Previous youth research has examined how prevailing ideas of youthfulness influence young people. Youthfulness is often regarded as something positive and a desirable ideal, associated with health, beauty, vitality, strength, hope and happiness (Ganetz 1991: 8; Barron 1995: 24; Hughes et al 2005; Slater 2012). Young people are often compared with and compare themselves with this idealized view of youthfulness, yet it rarely corresponds to their own experiences of their everyday life. This concerns the body as well as the life situation taken as a whole. ‘Although the ideal body is always young, the young body is not always ideal’, as the disability researcher Jenny Slater puts it (2012: 201). Commercial interests, media, educational institutions and the labour market put pressure on young people (Ganetz 1991: 8; Sandvin 2008: 72). High unemployment rates and difficulties getting into the housing market have led to increased dependence on parents and the institutions of the welfare state.
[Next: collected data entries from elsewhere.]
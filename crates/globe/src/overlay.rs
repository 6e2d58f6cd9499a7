//! Transparent overlay layer: heat glows and animated connection arcs.
//!
//! Rendering produces an [`OverlayFrame`] command list; surfaces replay it.
//! The frame always starts with a clear, so an empty scene yields an empty
//! (cleared) overlay.

use foundation::math::Vec2;

use crate::config::{GlobeConfig, OverlayColors, Rgba};
use crate::model::{Connection, HeatmapPoint};
use crate::projection::View;

#[derive(Debug, Copy, Clone, PartialEq, Eq)]
pub enum BlendMode {
    /// Normal painting.
    SourceOver,
    /// Additive; overlapping glows intensify.
    Lighter,
}

impl BlendMode {
    /// Canvas `globalCompositeOperation` name.
    pub fn composite_op(self) -> &'static str {
        match self {
            BlendMode::SourceOver => "source-over",
            BlendMode::Lighter => "lighter",
        }
    }
}

#[derive(Debug, Copy, Clone, PartialEq)]
pub struct GradientStop {
    pub offset: f64,
    pub color: Rgba,
}

#[derive(Debug, Copy, Clone, PartialEq)]
pub enum OverlayCommand {
    /// Clear the whole `width x width` buffer.
    Clear { width: f64 },
    SetBlend(BlendMode),
    RadialGlow {
        center: Vec2,
        radius: f64,
        stops: [GradientStop; 3],
    },
    QuadraticArc {
        from: Vec2,
        control: Vec2,
        to: Vec2,
        color: Rgba,
        line_width: f64,
    },
    Particle {
        center: Vec2,
        radius: f64,
        color: Rgba,
    },
}

#[derive(Debug, Copy, Clone, PartialEq, Eq, Default)]
pub struct OverlayStats {
    pub glows: u32,
    pub arcs: u32,
    /// Zero-length chords and sub-pixel glows.
    pub skipped_degenerate: u32,
    /// Back-facing points and arcs with an endpoint behind the limb.
    pub skipped_hidden: u32,
}

#[derive(Debug, Default, Clone, PartialEq)]
pub struct OverlayFrame {
    pub commands: Vec<OverlayCommand>,
    pub stats: OverlayStats,
}

/// Point at parameter `t` on the quadratic Bezier `from -> control -> to`.
pub fn quadratic_point(from: Vec2, control: Vec2, to: Vec2, t: f64) -> Vec2 {
    let u = 1.0 - t;
    Vec2::new(
        u * u * from.x + 2.0 * u * t * control.x + t * t * to.x,
        u * u * from.y + 2.0 * u * t * control.y + t * t * to.y,
    )
}

/// Control point bowed off the chord midpoint by `curvature * |chord|`.
///
/// `None` when the endpoints coincide.
pub fn arc_control_point(from: Vec2, to: Vec2, curvature: f64) -> Option<Vec2> {
    let chord = to - from;
    let normal = chord.unit_perp()?;
    Some(from.midpoint(to) + normal.scale(chord.length() * curvature))
}

/// Position of the traveling particle along an arc, in `[0, 1)`.
pub fn particle_progress(elapsed_ms: f64, index: usize, period_ms: f64, phase_step_ms: f64) -> f64 {
    if period_ms <= 0.0 {
        return 0.0;
    }
    let shifted = elapsed_ms + index as f64 * phase_step_ms;
    shifted.rem_euclid(period_ms) / period_ms
}

/// Tunables of the overlay passes.
#[derive(Debug, Clone, PartialEq)]
pub struct OverlayRenderer {
    pub colors: OverlayColors,
    pub heat_radius_factor: f64,
    pub arc_curvature: f64,
    pub limb_threshold: f64,
    pub particle_period_ms: f64,
    pub particle_phase_step_ms: f64,
}

impl Default for OverlayRenderer {
    fn default() -> Self {
        Self::from_config(&GlobeConfig::default())
    }
}

impl OverlayRenderer {
    pub fn from_config(cfg: &GlobeConfig) -> Self {
        Self {
            colors: cfg.colors.clone(),
            heat_radius_factor: cfg.heat_radius_factor,
            arc_curvature: cfg.arc_curvature,
            limb_threshold: cfg.limb_threshold,
            particle_period_ms: cfg.particle_period_ms,
            particle_phase_step_ms: cfg.particle_phase_step_ms,
        }
    }

    /// Build one overlay frame for `view` at `elapsed_ms` into the session.
    pub fn render(
        &self,
        view: View,
        connections: &[Connection],
        heatmap: &[HeatmapPoint],
        elapsed_ms: f64,
    ) -> OverlayFrame {
        let mut frame = OverlayFrame::default();
        frame.commands.push(OverlayCommand::Clear { width: view.width });
        self.heatmap_pass(&mut frame, view, heatmap);
        self.connection_pass(&mut frame, view, connections, elapsed_ms);
        frame
    }

    fn heatmap_pass(&self, frame: &mut OverlayFrame, view: View, points: &[HeatmapPoint]) {
        if points.is_empty() {
            return;
        }
        frame.commands.push(OverlayCommand::SetBlend(BlendMode::Lighter));
        for point in points {
            let p = view.project(point.location());
            if !p.is_front() {
                frame.stats.skipped_hidden += 1;
                continue;
            }
            let value = point.intensity();
            let radius = value * view.width * self.heat_radius_factor;
            if radius.round() < 1.0 {
                frame.stats.skipped_degenerate += 1;
                continue;
            }
            let core = self.colors.heat_core;
            let mid = self.colors.heat_mid;
            frame.commands.push(OverlayCommand::RadialGlow {
                center: p.point(),
                radius,
                stops: [
                    GradientStop {
                        offset: 0.0,
                        color: core.with_alpha(core.a * value),
                    },
                    GradientStop {
                        offset: 0.5,
                        color: mid.with_alpha(mid.a * value),
                    },
                    GradientStop {
                        offset: 1.0,
                        color: Rgba::TRANSPARENT,
                    },
                ],
            });
            frame.stats.glows += 1;
        }
        frame.commands.push(OverlayCommand::SetBlend(BlendMode::SourceOver));
    }

    fn connection_pass(
        &self,
        frame: &mut OverlayFrame,
        view: View,
        connections: &[Connection],
        elapsed_ms: f64,
    ) {
        for (index, conn) in connections.iter().enumerate() {
            let a = view.project(conn.start);
            let b = view.project(conn.end);
            if !a.is_near_front(self.limb_threshold) || !b.is_near_front(self.limb_threshold) {
                frame.stats.skipped_hidden += 1;
                continue;
            }
            let (from, to) = (a.point(), b.point());
            let Some(control) = arc_control_point(from, to, self.arc_curvature) else {
                frame.stats.skipped_degenerate += 1;
                continue;
            };

            frame.commands.push(OverlayCommand::QuadraticArc {
                from,
                control,
                to,
                color: self.colors.arc,
                line_width: self.colors.arc_width_px,
            });

            let t = particle_progress(
                elapsed_ms,
                index,
                self.particle_period_ms,
                self.particle_phase_step_ms,
            );
            frame.commands.push(OverlayCommand::Particle {
                center: quadratic_point(from, control, to, t),
                radius: self.colors.particle_radius_px,
                color: self.colors.particle,
            });
            frame.stats.arcs += 1;
        }
    }
}

#[cfg(test)]
mod tests {
    use super::{
        OverlayCommand, OverlayRenderer, arc_control_point, particle_progress, quadratic_point,
    };
    use crate::model::{Connection, HeatmapPoint};
    use crate::projection::View;
    use foundation::math::{LatLon, Vec2};
    use pretty_assertions::assert_eq;

    fn assert_close(a: f64, b: f64, eps: f64) {
        let diff = (a - b).abs();
        assert!(diff <= eps, "expected {a} ~= {b} (diff {diff})");
    }

    #[test]
    fn empty_scene_only_clears() {
        let frame = OverlayRenderer::default().render(View::new(0.0, 0.3, 500.0), &[], &[], 0.0);
        assert_eq!(frame.commands, vec![OverlayCommand::Clear { width: 500.0 }]);
    }

    #[test]
    fn zero_length_connection_draws_nothing() {
        let c = Connection::new(LatLon::new(0.0, 0.0), LatLon::new(0.0, 0.0));
        let frame = OverlayRenderer::default().render(View::new(0.0, 0.0, 400.0), &[c], &[], 0.0);
        assert_eq!(frame.commands.len(), 1);
        assert_eq!(frame.stats.arcs, 0);
        assert_eq!(frame.stats.skipped_degenerate, 1);
    }

    #[test]
    fn visible_connection_draws_arc_and_particle() {
        let c = Connection::new(LatLon::new(10.0, -20.0), LatLon::new(30.0, 25.0));
        let frame = OverlayRenderer::default().render(View::new(0.0, 0.3, 400.0), &[c], &[], 500.0);
        assert_eq!(frame.stats.arcs, 1);
        assert!(matches!(frame.commands[1], OverlayCommand::QuadraticArc { .. }));
        assert!(matches!(frame.commands[2], OverlayCommand::Particle { .. }));
    }

    #[test]
    fn connection_behind_limb_is_skipped() {
        let c = Connection::new(LatLon::new(0.0, 0.0), LatLon::new(0.0, 180.0));
        let frame = OverlayRenderer::default().render(View::new(0.0, 0.0, 400.0), &[c], &[], 0.0);
        assert_eq!(frame.stats.arcs, 0);
        assert_eq!(frame.stats.skipped_hidden, 1);
    }

    #[test]
    fn connection_slightly_past_limb_is_kept() {
        // 100E has z ~ -0.17: still inside the arc tolerance.
        let c = Connection::new(LatLon::new(0.0, 0.0), LatLon::new(0.0, 100.0));
        let frame = OverlayRenderer::default().render(View::new(0.0, 0.0, 400.0), &[c], &[], 0.0);
        assert_eq!(frame.stats.arcs, 1);
    }

    #[test]
    fn heat_glows_blend_additively_and_skip_tiny_radii() {
        let points = [
            HeatmapPoint::new(0.0, 0.0, 0.9),
            HeatmapPoint::new(5.0, 5.0, 0.001),
            HeatmapPoint::new(0.0, 180.0, 1.0),
        ];
        let frame = OverlayRenderer::default().render(View::new(0.0, 0.0, 400.0), &[], &points, 0.0);
        assert_eq!(frame.stats.glows, 1);
        assert_eq!(frame.stats.skipped_degenerate, 1);
        assert_eq!(frame.stats.skipped_hidden, 1);

        let blends: Vec<_> = frame
            .commands
            .iter()
            .filter_map(|c| match c {
                OverlayCommand::SetBlend(b) => Some(b.composite_op()),
                _ => None,
            })
            .collect();
        assert_eq!(blends, vec!["lighter", "source-over"]);

        let Some(OverlayCommand::RadialGlow { radius, center, .. }) = frame.commands.get(2) else {
            panic!("expected glow, got {:?}", frame.commands);
        };
        assert_close(*radius, 0.9 * 400.0 * 0.1, 1e-9);
        assert_close(center.x, 200.0, 1e-9);
    }

    #[test]
    fn control_point_offset_scales_with_chord() {
        let short = arc_control_point(Vec2::new(0.0, 0.0), Vec2::new(10.0, 0.0), 0.3).expect("ctrl");
        let long = arc_control_point(Vec2::new(0.0, 0.0), Vec2::new(100.0, 0.0), 0.3).expect("ctrl");
        assert_close(short.y, 3.0, 1e-12);
        assert_close(long.y, 30.0, 1e-12);
        assert_close(long.x, 50.0, 1e-12);
        assert_eq!(arc_control_point(Vec2::new(4.0, 4.0), Vec2::new(4.0, 4.0), 0.3), None);
    }

    #[test]
    fn particle_phase_is_offset_per_connection() {
        assert_close(particle_progress(0.0, 0, 2000.0, 100.0), 0.0, 1e-12);
        assert_close(particle_progress(0.0, 3, 2000.0, 100.0), 0.15, 1e-12);
        assert_close(particle_progress(2500.0, 0, 2000.0, 100.0), 0.25, 1e-12);
        assert_close(particle_progress(1900.0, 1, 2000.0, 100.0), 0.0, 1e-12);
    }

    #[test]
    fn quadratic_endpoints_match() {
        let (a, c, b) = (Vec2::new(0.0, 0.0), Vec2::new(5.0, 10.0), Vec2::new(10.0, 0.0));
        assert_eq!(quadratic_point(a, c, b, 0.0), a);
        assert_eq!(quadratic_point(a, c, b, 1.0), b);
        assert_eq!(quadratic_point(a, c, b, 0.5), Vec2::new(5.0, 5.0));
    }
}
As unemployed they have to be constantly available for labour market measures, such as courses, occupational training and therapy (Sandvin 2008: 72). This description of the situation for young people is valid for disabled

youth too, but the discrepancy between desired youthfulness and everyday life experiences is even larger. The qualities associated with disability are contrary to the above-mentioned signifiers of youth: ugliness, tragedy, asexuality, invalidity and frailty, and, as the sociologists Bill Hughes, Rachel Russell and Kevin Paterson (2005: 12) maintain, all this makes the two of them incompatible. As a consequence of attitudinal and structural barriers, young disabled people run a higher risk of being permanently excluded and marginalized (Sandvin 2008: 72-3). They may also have continuous need of assistance and help, as Barron (1995) points out in an interview study with men and women with physical impairments aged 17 to 24. Hence they are marginalized both as young in relation to adults and as disabled young people in comparison to able-bodied youth. They may, for instance, be dependent on their parents to be able to get to certain leisure activities. Further to this, they have limited options because some activities are not accessible, and as a result they are reduced to organized special activities (Barron 1995: 35; see also Hughes et al

2005). The environments of these special activities are often characterized by high social control, in comparison to alternative places where subcultural identities can be developed (Sandvin 2008: 73). Due to inaccessible public transport and built environments, young disabled people may also be denied access to public spaces of consumption, and hence cannot choose among the same consumer lifestyles as their able-bodied peers (Hughes et al 2005). Thus, compared with the picture of youthfulness, disabled young people and their everyday life risk being interpreted stereotypically – both by themselves and by others – as characterized by isolation and loneliness (Barron 1995: 25). Adolescence is also characterized by the search for one’s own identity and

detachment from the parents, which can cause emotional stress and anxiety (Ganetz 1991: 9-10; Barron 1995: 26). As the sociologist Gisela Helmius (2004) claims, disabled children often require more aid than other children and the parents are often regarded as the self-evident providers of help. The parents’ protection can also aim at avoiding disappointments for the children. However, the parents’ care risks resulting in the children being hindered from acting on their own initiative and taking care of everyday tasks. Their freedom is limited by what Barron (1995: 85-92) calls ‘intrusive parental support’. When they become teenagers the separation from the parents is rendered more difficult, as is the creation of an identity and a life of their own (Helmius 2004: 104-6). Becoming an adult is often considered synonymous with being more independent, which is looked upon as normal. If a grown-up individual is not conceived as autonomous it often leads to an infantilization of the individual (Barron 1995: 57-8). There is debate within the disability movement and disability studies regarding

independence versus dependence. On the one hand, there is a strong critique of the presumption that a disability inevitably leads to dependence. It is argued that the degree of dependence is related to the context and in what way help, if any, is given (Morris 1995: 87; Thomas 2007: 96). This critique could possibly be true of the above children and youth research too and its assumption that young disabled people are dependent on their parents. How is this dependence measured and how is a dependence on practical help distinguished from, say, emotional dependence? Furthermore it is claimed that professionals in medical and social institutions strengthen the dependence, partly by preventing self-determination, partly by contributing to the medicalization of disabled people and the view of them as being in need of care and support (Thomas 2007: 97). Professionals can, for instance, make decisions without consulting with the person concerned, or, if it is a question of young people, only consult with their parents. Besides, independence is often defined as being capable of doing everything by oneself, while the disability movement defines it as being capable of choosing and controlling the assistance needed (Barron 1995: 61; Morris 1995: 74-5; Berg 2008: 19). According to STIL it is not what or how much assistance a disabled person needs that determines the degree of independence, but what quality of life he or she has with the assistance (Berg 2008: 19).